Over the last two weeks, a spate of small safety incidents has turned some of the industry's attention to the North Sea. First, on Sunday, November 25th, a fire on the Thistle Alpha platform caused the evacuation of 116 crew members, all of whom returned safely by Monday. Then, on Tuesday, November 27th, a small fire broke out, this time on Shell's North Cormorant platform. The incident was quickly contained and no evacuation was necessary. Most recently, on Tuesday, December 4th, a fire occurred on the Songa Dee semisubmersible drilling rig at StatoilHydro's Troll field. While these incidents are unrelated, their timing has drawn attention to the region.
In this week's offshore rig review, we too will turn our attention to the North Sea to examine recent offshore rig utilization and contract trends. Starting with the Songa Dee, which experienced the fire earlier this week, we'll look at utilization and day rates for key rig types in the region.
Looking at North Sea semisubs more broadly, this group of rigs accounts for the largest segment of the North Sea mobile offshore rig fleet (including jackups, semis, and drillships) with its 39 rigs amounting to 51% of the 76 rigs in the region as of December 6th. Of these 39 semis, 37 are currently contracted for a 95% utilization rate. That utilization level is at the very peak of semisub utilization rates for the North Sea, which have increased steadily over the last four years from less than 60% in late 2003.
While utilization rates have risen, day rates have not been left behind. During the four year period that saw utilization rates climb so much, day rates have also soared. From an average of about $90,000 in December 2003, North Sea semisub day rates have more than tripled to $292,309 for December 2007. As recently as April 2006, semisubs in the North Sea were earning as little as $50,000 day rates, but in January 2008, the lowest day rate set to be paid is $155,000.

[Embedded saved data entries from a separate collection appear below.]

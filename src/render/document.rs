use kuchiki::traits::*;
use kuchiki::{parse_html, NodeRef};
use tracing::warn;

use crate::protocol::ElementPath;

/// Parsed document owned by a render.
pub struct RenderDocument {
    root: NodeRef,
}

impl RenderDocument {
    pub fn parse(html: &str) -> Self {
        Self {
            root: parse_html().one(html),
        }
    }

    /// The `html` element.
    pub fn document_element(&self) -> Option<NodeRef> {
        self.root
            .children()
            .elements()
            .next()
            .map(|element| element.as_node().clone())
    }

    pub fn body(&self) -> Option<NodeRef> {
        self.select_first("body")
    }

    pub fn select_first(&self, selector: &str) -> Option<NodeRef> {
        self.root
            .select_first(selector)
            .ok()
            .map(|element| element.as_node().clone())
    }

    /// All elements matching `selector`, in document order.
    pub fn select_all(&self, selector: &str) -> Vec<NodeRef> {
        match self.root.select(selector) {
            Ok(matches) => matches.map(|element| element.as_node().clone()).collect(),
            Err(()) => {
                warn!(target = "render", %selector, "failed to compile selector");
                Vec::new()
            }
        }
    }

    pub fn element_by_id(&self, id: &str) -> Option<NodeRef> {
        self.root
            .descendants()
            .elements()
            .find(|element| element.attributes.borrow().get("id") == Some(id))
            .map(|element| element.as_node().clone())
    }

    pub fn resolve_path(&self, path: &ElementPath) -> Option<NodeRef> {
        let mut current = self.document_element()?;
        for &index in path.indices() {
            let next = current
                .children()
                .elements()
                .nth(index)
                .map(|element| element.as_node().clone())?;
            current = next;
        }
        Some(current)
    }

    /// Outer markup of the `html` element.
    pub fn outer_html(&self) -> Option<String> {
        self.document_element().map(|element| element.to_string())
    }

    pub fn text_contents(&self) -> String {
        self.root.text_contents()
    }
}

/// Path of `node` relative to the `html` element. `None` for nodes outside
/// the element tree.
pub fn element_path(node: &NodeRef) -> Option<ElementPath> {
    let mut indices = Vec::new();
    let mut current = node.clone();
    loop {
        current.as_element()?;
        let parent = current.parent()?;
        if parent.as_document().is_some() {
            break;
        }
        let index = parent
            .children()
            .elements()
            .position(|sibling| *sibling.as_node() == current)?;
        indices.push(index);
        current = parent;
    }
    indices.reverse();
    Some(ElementPath(indices))
}

pub fn tag_name(node: &NodeRef) -> Option<String> {
    node.as_element()
        .map(|element| element.name.local.to_string().to_ascii_lowercase())
}

pub fn get_attribute(node: &NodeRef, name: &str) -> Option<String> {
    node.as_element()
        .and_then(|element| element.attributes.borrow().get(name).map(str::to_string))
}

pub fn set_attribute(node: &NodeRef, name: &str, value: &str) {
    if let Some(element) = node.as_element() {
        element
            .attributes
            .borrow_mut()
            .insert(name, value.to_string());
    }
}

pub fn remove_attribute(node: &NodeRef, name: &str) {
    if let Some(element) = node.as_element() {
        element.attributes.borrow_mut().remove(name);
    }
}

pub fn class_list(node: &NodeRef) -> Vec<String> {
    get_attribute(node, "class")
        .map(|value| value.split_whitespace().map(str::to_string).collect())
        .unwrap_or_default()
}

pub fn has_class(node: &NodeRef, class: &str) -> bool {
    class_list(node).iter().any(|existing| existing == class)
}

pub fn add_class(node: &NodeRef, class: &str) {
    let mut classes = class_list(node);
    if classes.iter().any(|existing| existing == class) {
        return;
    }
    classes.push(class.to_string());
    set_attribute(node, "class", &classes.join(" "));
}

/// Removes `class`; drops the attribute when nothing is left.
pub fn remove_class(node: &NodeRef, class: &str) {
    let classes = class_list(node);
    if !classes.iter().any(|existing| existing == class) {
        return;
    }
    let remaining: Vec<_> = classes.into_iter().filter(|c| c != class).collect();
    if remaining.is_empty() {
        remove_attribute(node, "class");
    } else {
        set_attribute(node, "class", &remaining.join(" "));
    }
}

/// One `name: value` declaration of a `style` attribute, as byte ranges
/// into the attribute text.
#[derive(Debug, Clone, Copy)]
struct StyleSpan {
    start: usize,
    /// Past the terminating `;` when there is one.
    end: usize,
    name: (usize, usize),
    value: (usize, usize),
    terminated: bool,
}

impl StyleSpan {
    fn is(&self, style: &str, property: &str) -> bool {
        style[self.name.0..self.name.1].eq_ignore_ascii_case(property)
    }
}

/// Split inline CSS into declarations. A `;` inside parentheses, quoted
/// strings or comments does not end a declaration.
fn style_spans(style: &str) -> Vec<StyleSpan> {
    let bytes = style.as_bytes();
    let mut spans = Vec::new();
    let mut segment_start = 0;
    let mut depth = 0usize;
    let mut quote: Option<u8> = None;
    let mut i = 0;
    while i < bytes.len() {
        let byte = bytes[i];
        match quote {
            Some(open) => {
                if byte == b'\\' {
                    i += 1;
                } else if byte == open {
                    quote = None;
                }
            }
            None => match byte {
                b'\\' => i += 1,
                b'"' | b'\'' => quote = Some(byte),
                b'(' => depth += 1,
                b')' => depth = depth.saturating_sub(1),
                b'/' if bytes.get(i + 1) == Some(&b'*') => {
                    i = style[i + 2..]
                        .find("*/")
                        .map(|at| i + 2 + at + 1)
                        .unwrap_or(bytes.len());
                }
                b';' if depth == 0 => {
                    push_span(style, segment_start, i, true, &mut spans);
                    segment_start = i + 1;
                }
                _ => {}
            },
        }
        i += 1;
    }
    if segment_start < bytes.len() {
        push_span(style, segment_start, bytes.len(), false, &mut spans);
    }
    spans
}

// Segments without a name or value are left in the text untouched.
fn push_span(style: &str, from: usize, to: usize, terminated: bool, spans: &mut Vec<StyleSpan>) {
    let Some(colon) = style[from..to].find(':') else {
        return;
    };
    let name = trimmed_range(style, from, from + colon);
    let value = trimmed_range(style, from + colon + 1, to);
    if name.0 == name.1 || value.0 == value.1 {
        return;
    }
    spans.push(StyleSpan {
        start: name.0,
        end: if terminated { to + 1 } else { value.1 },
        name,
        value,
        terminated,
    });
}

fn trimmed_range(text: &str, from: usize, to: usize) -> (usize, usize) {
    let slice = &text[from..to];
    let start = from + (slice.len() - slice.trim_start().len());
    let end = to - (slice.len() - slice.trim_end().len());
    (start, end.max(start))
}

/// Inline style declarations as `(property, value)` pairs, properties lowercased.
pub fn style_declarations(node: &NodeRef) -> Vec<(String, String)> {
    let Some(style) = get_attribute(node, "style") else {
        return Vec::new();
    };
    style_spans(&style)
        .into_iter()
        .map(|span| {
            (
                style[span.name.0..span.name.1].to_ascii_lowercase(),
                style[span.value.0..span.value.1].to_string(),
            )
        })
        .collect()
}

/// Last declaration of `property` wins, as in CSS.
pub fn style_property(node: &NodeRef, property: &str) -> Option<String> {
    style_declarations(node)
        .into_iter()
        .rev()
        .find(|(name, _)| name == property)
        .map(|(_, value)| value)
}

/// Replaces the value of an existing declaration in place, or appends one.
/// Every other byte of the attribute is kept.
pub fn set_style_property(node: &NodeRef, property: &str, value: &str) {
    let style = get_attribute(node, "style").unwrap_or_default();
    let spans = style_spans(&style);
    let updated = match spans.iter().rev().find(|span| span.is(&style, property)) {
        Some(span) => format!(
            "{}{value}{}",
            &style[..span.value.0],
            &style[span.value.1..]
        ),
        None => {
            let base = style.trim_end();
            if base.is_empty() {
                format!("{property}: {value};")
            } else if base.ends_with(';') {
                format!("{base} {property}: {value};")
            } else {
                format!("{base}; {property}: {value}")
            }
        }
    };
    set_attribute(node, "style", &updated);
}

/// Removes every declaration of `property`, undoing exactly what
/// [`set_style_property`] appended. Drops the attribute when nothing is left.
pub fn remove_style_property(node: &NodeRef, property: &str) {
    let Some(mut style) = get_attribute(node, "style") else {
        return;
    };
    let mut changed = false;
    loop {
        let spans = style_spans(&style);
        let Some(index) = spans.iter().position(|span| span.is(&style, property)) else {
            break;
        };
        let span = spans[index];
        let (from, to) = if index + 1 < spans.len() {
            let rest = &style[span.end..];
            (span.start, span.end + (rest.len() - rest.trim_start().len()))
        } else if span.terminated {
            (style[..span.start].trim_end().len(), span.end)
        } else if index > 0 && spans[index - 1].terminated {
            (spans[index - 1].end - 1, span.end)
        } else {
            (span.start, span.end)
        };
        style.replace_range(from..to, "");
        changed = true;
    }

    if !changed {
        return;
    }
    if style.trim().is_empty() {
        remove_attribute(node, "style");
    } else {
        set_attribute(node, "style", &style);
    }
}

/// Replace every child of `node` with a single text node.
pub fn set_text_content(node: &NodeRef, value: &str) {
    for child in node.children().collect::<Vec<_>>() {
        child.detach();
    }
    if !value.is_empty() {
        node.append(NodeRef::new_text(value));
    }
}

Looking forward to 2008, day rates for North Sea semisubs are set to continue their strong upward trend. Currently, 80% of the semis in the North Sea are contracted for work in December 2008, and the average day rates for those contracts in $357,521, more than 20% higher than current rates. With such a tight market and only a handful of rigs available for new contracts in 2008, rates for new contracts are likely to stay high and push that average up as the year moves forward.
While North Sea jackup utilization rates have been quite steady, day rates have been very much on the rise over the last three years. After rising steadily over the course of 2001 and 2002 and then dipping back down in 2003, rates held fairly steady in the $60,000 to $70,000 range from mid 2003 to early 2005. The second quarter of 2005 marked a turning point when North Sea jackup day rates began climbing from an average of about $70,000. Within a year, by March 2006, rates had risen just over 60%. After two years, by March 2007, day rates had more than doubled from their April 2005 level, averaging $170,912 in April 2007.
While day rates continued to climb through the rest of 2007, things seem to be cooling off at this point. The December 2007 average day rate is off almost 3% from November, which is the first month-to-month decrease since a 0.9% dip in April 2006 which was followed by steady increases. Looking forward to next year, jackup day rates in December 2008 look to be nearly 20% lower than current rates. With 58% of jackups already contracted for that time period, there is not a lot of free capacity to influence that average. At the same time there are enough free rigs to avoid creating a very tight market that would push day rates up. Plus, with the glut of newbuild jackups that will be available next year, there will potentially be several new rigs entering the North Sea and little pressure for rigs to leave for other regions. All of these factors look to combine to create a probable weakening in North Sea jackup day rates in the coming year.